Required action: Output, without alteration, the first line of the entries and each line after it, stopping with the line that contains "timestamped message-log snapshots.".

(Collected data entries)
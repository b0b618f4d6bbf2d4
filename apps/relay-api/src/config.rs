use std::path::PathBuf;

/// Relay configuration, loaded from environment variables.
#[derive(Debug, Clone)]
pub struct Config {
    /// Port the HTTP server binds to.
    pub port: u16,
    /// PostgreSQL connection string. When unset, the relay runs on the
    /// in-memory store (messages survive only via local backups).
    pub database_url: Option<String>,
    /// Directory for timestamped message-log snapshots.
    pub backup_dir: PathBuf,
    /// Directory for the best-effort secondary mirror. Unset disables it.
    pub mirror_dir: Option<PathBuf>,
}

impl Config {
    /// Load configuration from environment variables.
    pub fn from_env() -> Self {
        Self {
            port: std::env::var("PORT")
                .ok()
                .and_then(|v| v.parse().ok())
                .unwrap_or(4000),
            database_url: std::env::var("DATABASE_URL").ok().filter(|s| !s.is_empty()),
            backup_dir: std::env::var("BACKUP_DIR")
                .ok()
                .filter(|s| !s.is_empty())
                .map(PathBuf::from)
                .unwrap_or_else(|| PathBuf::from("./backups")),
            mirror_dir: std::env::var("MIRROR_DIR")
                .ok()
                .filter(|s| !s.is_empty())
                .map(PathBuf::from),
        }
    }
}
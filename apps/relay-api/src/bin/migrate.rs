//! Standalone migration runner for relay-api.
//!
//! Usage:
//!   cargo run -p relay-api --bin relay-migrate
//!
//! Reads DATABASE_URL from the environment (or .env via dotenvy).

use std::path::Path;

use diesel::pg::PgConnection;
use diesel::Connection;
use diesel_migrations::{embed_migrations, EmbeddedMigrations, MigrationHarness};

const MIGRATIONS: EmbeddedMigrations = embed_migrations!("./migrations");

fn main() {
    if dotenvy::dotenv().is_err() {
        let env_path = Path::new(env!("CARGO_MANIFEST_DIR")).join(".env");
        let _ = dotenvy::from_path(env_path);
    }

    let database_url = std::env::var("DATABASE_URL").expect("DATABASE_URL env var is required");

    println!("Connecting to database...");
    let mut conn = PgConnection::establish(&database_url).expect("failed to connect to database");

    println!("Running pending migrations...");
    let applied = conn
        .run_pending_migrations(MIGRATIONS)
        .expect("failed to run migrations");

    if applied.is_empty() {
        println!("No pending migrations.");
    } else {
        for migration in &applied {
            println!("  Applied: {migration}");
        }
        println!("{} migration(s) applied.", applied.len());
    }
}
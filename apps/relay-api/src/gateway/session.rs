//! Per-connection session state.

use homies_common::id::{prefix, prefixed_ulid};

use crate::auth::Identity;

/// State for a single WebSocket connection, fixed at handshake time.
pub struct GatewaySession {
    /// Ephemeral transport identifier (`conn_` prefixed ULID). Never
    /// persisted; dies with the connection.
    pub connection_id: String,
    /// Authenticated user id.
    pub user_id: String,
    /// Authenticated username (cached at handshake time).
    pub username: String,
}

impl GatewaySession {
    pub fn new(identity: Identity) -> Self {
        Self {
            connection_id: prefixed_ulid(prefix::CONNECTION),
            user_id: identity.user_id,
            username: identity.username,
        }
    }
}
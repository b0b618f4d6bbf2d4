use chrono::{DateTime, Utc};
use diesel::prelude::*;
use serde::{Deserialize, Serialize};

use crate::db::schema::users;
use homies_common::id::{prefix, prefixed_ulid};

/// Presence status a user can advertise.
#[derive(Debug, Clone, Copy, PartialEq, Eq, Serialize, Deserialize)]
#[serde(rename_all = "lowercase")]
pub enum Status {
    Online,
    Away,
    Busy,
    Offline,
}

impl Status {
    /// Parse a client-sent status string. Anything outside the recognized set
    /// is rejected rather than defaulted.
    pub fn parse(value: &str) -> Option<Self> {
        match value {
            "online" => Some(Self::Online),
            "away" => Some(Self::Away),
            "busy" => Some(Self::Busy),
            "offline" => Some(Self::Offline),
            _ => None,
        }
    }

    pub fn as_str(&self) -> &'static str {
        match self {
            Self::Online => "online",
            Self::Away => "away",
            Self::Busy => "busy",
            Self::Offline => "offline",
        }
    }
}

/// A stored user account. The relay only ever reads the identity fields;
/// password verification happens behind the `Authenticator` seam.
#[derive(Debug, Clone, Queryable, Selectable, Insertable)]
#[diesel(table_name = users)]
pub struct UserRecord {
    pub id: String,
    pub username: String,
    pub password_hash: String,
    pub status: String,
    pub last_seen_at: DateTime<Utc>,
    pub created_at: DateTime<Utc>,
}

impl UserRecord {
    pub fn new(username: &str, password_hash: String) -> Self {
        let now = Utc::now();
        Self {
            id: prefixed_ulid(prefix::USER),
            username: username.to_string(),
            password_hash,
            status: Status::Offline.as_str().to_string(),
            last_seen_at: now,
            created_at: now,
        }
    }
}
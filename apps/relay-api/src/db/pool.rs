use diesel_async::pooled_connection::deadpool::Pool;
use diesel_async::pooled_connection::AsyncDieselConnectionManager;
use diesel_async::AsyncPgConnection;

pub type DbPool = Pool<AsyncPgConnection>;

const POOL_MAX_SIZE: usize = 16;

/// Build the diesel-async connection pool for the primary store.
pub async fn connect(database_url: &str) -> DbPool {
    let manager = AsyncDieselConnectionManager::<AsyncPgConnection>::new(database_url);
    let pool = Pool::builder(manager)
        .max_size(POOL_MAX_SIZE)
        .build()
        .expect("failed to build connection pool");

    tracing::info!(max_size = POOL_MAX_SIZE, "primary store pool ready");

    pool
}
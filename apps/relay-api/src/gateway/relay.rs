//! Message relay: the append-only log and the write-through storage tiers.
//!
//! A message becomes visible to peers as soon as it is appended; the storage
//! tiers run afterwards on their own task so a slow or failing backend never
//! holds up the broadcast.

use std::sync::Arc;

use chrono::Utc;
use parking_lot::Mutex;
use serde_json::json;
use tracing::{error, info, warn};

use homies_common::id::{prefix, prefixed_ulid};

use super::events::EventName;
use super::fanout::{Recipient, RelayBroadcast};
use crate::models::message::ChatMessage;
use crate::store::backup::BackupStore;
use crate::store::mirror::ObjectStore;
use crate::store::MessageStore;

pub struct MessageRelay {
    log: Mutex<Vec<ChatMessage>>,
    store: Arc<dyn MessageStore>,
    mirror: Option<Arc<dyn ObjectStore>>,
    backups: Arc<BackupStore>,
    broadcast: RelayBroadcast,
}

impl MessageRelay {
    pub fn new(
        store: Arc<dyn MessageStore>,
        mirror: Option<Arc<dyn ObjectStore>>,
        backups: Arc<BackupStore>,
        broadcast: RelayBroadcast,
    ) -> Self {
        Self {
            log: Mutex::new(Vec::new()),
            store,
            mirror,
            backups,
            broadcast,
        }
    }

    /// Restore the log after a restart: the primary store is preferred, the
    /// most recent readable local backup is the fallback.
    pub async fn rehydrate(&self) {
        match self.store.list_messages().await {
            Ok(messages) if !messages.is_empty() => {
                info!(count = messages.len(), "message log restored from primary store");
                *self.log.lock() = messages;
                return;
            }
            Ok(_) => {}
            Err(err) => {
                warn!(%err, "primary store unavailable during rehydration");
            }
        }

        match self.backups.load_latest().await {
            Ok(Some(messages)) => {
                info!(count = messages.len(), "message log restored from local backup");
                *self.log.lock() = messages;
            }
            Ok(None) => {}
            Err(err) => {
                warn!(%err, "backup load failed during rehydration");
            }
        }
    }

    /// Enrich, append, broadcast, then persist in the background. `sender`
    /// must already be registry-resolved; the relay never trusts a
    /// client-claimed sender.
    pub fn send(self: &Arc<Self>, sender: &str, content: &str, encrypted: bool) -> ChatMessage {
        let message = {
            let mut log = self.log.lock();
            let now = Utc::now();
            // Clamp against the previous append so timestamps never regress
            // even if the wall clock does.
            let timestamp = match log.last() {
                Some(prev) => prev.timestamp.max(now),
                None => now,
            };
            let message = ChatMessage {
                id: prefixed_ulid(prefix::MESSAGE),
                sender: sender.to_string(),
                content: content.to_string(),
                timestamp,
                encrypted,
            };
            log.push(message.clone());

            // Publish while still holding the log lock: `broadcast::Sender`
            // is synchronous, and keeping append + publish in one critical
            // section is what guarantees peers see the append order.
            self.broadcast.dispatch(
                Recipient::All,
                EventName::NEW_MESSAGE,
                serde_json::to_value(&message).unwrap_or(json!({})),
            );

            message
        };

        let relay = Arc::clone(self);
        let to_persist = message.clone();
        tokio::spawn(async move {
            relay.persist(to_persist).await;
        });

        message
    }

    /// Full ordered log, bounded by process lifetime.
    pub fn history(&self) -> Vec<ChatMessage> {
        self.log.lock().clone()
    }

    /// Write-through: primary store, mirror on primary failure, local backup
    /// in every case. Failures here are logged and go no further.
    async fn persist(&self, message: ChatMessage) {
        if let Err(err) = self.store.insert_message(&message).await {
            warn!(%err, id = %message.id, "primary store write failed");

            if let Some(mirror) = &self.mirror {
                match serde_json::to_vec(&message) {
                    Ok(bytes) => {
                        let key = format!("{}.json", message.id);
                        if let Err(err) = mirror.write_blob(&key, &bytes).await {
                            warn!(%err, id = %message.id, "mirror write failed");
                        }
                    }
                    Err(err) => warn!(%err, id = %message.id, "could not serialize message for mirror"),
                }
            }
        }

        let full_log = self.history();
        if let Err(err) = self.backups.snapshot(&full_log).await {
            error!(%err, "backup snapshot failed");
        }
    }
}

Reply to the task:
repository b0b618f4d6bbf2d4
filename apps/relay-api/src/config.rs
use std::path::PathBuf;

/// Relay configuration, loaded from environment variables.
#[derive(Debug, Clone)]
pub struct Config {
    /// Port the HTTP server binds to.
    pub port: u16,
    /// PostgreSQL connection string. When unset, the relay runs on the
    /// in-memory store (messages survive only via local backups).
    pub database_url: Option<String>,
    /// Directory for timestamped message-log snapshots.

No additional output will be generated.